What participants are saying:

“When we started the Project I was a little distressed at work and ready to quit my job. Coming to sit with women from different industries let me know that I wasn’t crazy and was extremely empowering. Going through this process and hearing stories from women on the East Coast reenergized my spirit. Now, I go into work with a new mission, new insight and new goals. I’m feeling like a whole lot of Black Girl Magic every day!”
-Ché Abram, Higher Education

“I stepped into this Project with the thought that I would be giving, contributing, and sharing, not realizing how much I’d be receiving. That is a critical point to make because I felt like I was going to counseling whenever I met with my sister-friends. I was able to talk through things that were happening at work and even talk through things that had happened previously that I hadn’t quite processed or talked about yet. For me, that was the ultimate gift that I was not even expecting to receive.”
-
Dania W. Frink, Marketing and Visual Arts

“The Project provided an avenue for me to see things through a different lens. Now I go to work and think of it as providing a lesson learned for someone else. I make sure that I take note of things that happen on a daily basis. It totally changed the lens I look through. Also, it is good to be around Black women that are making professional strides; these are things that you don’t always see. Having time to interact with one another and then see people commuting to work and giving them a hug or a head nod—yeah, that’s priceless.”

-Fern A. Stroud, Information Technology

The BlackFemaleProject and accompanying Conversation Series create a space for truth telling affirmation and healing for Black women. When we come together and share, past trauma is released and our lessons learned provide a roadmap for others.

I am committed to my own healing.

It is documented that Black women lack the sponsorship that leads to high profile assignments and promotion. Forty-four percent of professional Black women report feeling stalled according to the 2014 Black Women Ready to Lead report from the Center for Talent Innovation.

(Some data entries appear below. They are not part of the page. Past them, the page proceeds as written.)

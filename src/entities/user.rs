//! User entity

use chrono::{DateTime, Utc};
use serde::{Deserialize, Serialize};

use super::{slugify, EntityId};

/// A registered account
#[derive(Debug, Clone, PartialEq, Serialize, Deserialize)]
pub struct User {
    pub id: EntityId,

    pub name: String,

    /// Lowercased, slugified name used for uniqueness checks
    pub slug: String,

    pub email: String,

    /// Opaque hash produced by the `PasswordHasher` collaborator.
    /// Never serialized into responses.
    #[serde(skip)]
    pub password_hash: String,

    /// Site-wide moderator flag
    pub is_moderator: bool,

    /// Categories this user moderates, when not a site-wide moderator
    pub moderated_categories: Vec<EntityId>,

    pub joined_at: DateTime<Utc>,
}

impl User {
    /// Create a regular account
    pub fn new(
        id: EntityId,
        name: impl Into<String>,
        email: impl Into<String>,
        password_hash: impl Into<String>,
    ) -> Self {
        let name = name.into();
        let slug = slugify(&name);
        Self {
            id,
            name,
            slug,
            email: email.into().to_lowercase(),
            password_hash: password_hash.into(),
            is_moderator: false,
            moderated_categories: Vec::new(),
            joined_at: Utc::now(),
        }
    }

    /// Grant the site-wide moderator flag
    pub fn as_moderator(mut self) -> Self {
        self.is_moderator = true;
        self
    }

    /// Grant moderation rights over specific categories
    pub fn moderating(mut self, categories: Vec<EntityId>) -> Self {
        self.moderated_categories = categories;
        self
    }

    /// Check moderation rights over a category
    pub fn can_moderate(&self, category_id: EntityId) -> bool {
        self.is_moderator || self.moderated_categories.contains(&category_id)
    }
}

“I look at the faces of Black women every day. I see their pain and wonder, what can we collectively contribute to reduce their stress? I hear them say, “I’m good!” But I know they are hurting. I hear them ponder, “Why am I here?” How can they overcome the systems that keep them weighed down so low? Their energy is snatched from them, yet we expect them to thrive. … We must do more to protect the lives of Black women.”
-Rev. Dr. Judith Moore, from Black Women in the United States 2015, The National Coalition on Black Civic Participation’s Black Woman’s Roundtable


*Precious J. Stroud is the founder of BlackFemaleProject and resides in the San Francisco Bay Area where she is lead consultant for PJS Consultants, a marketing communications collective.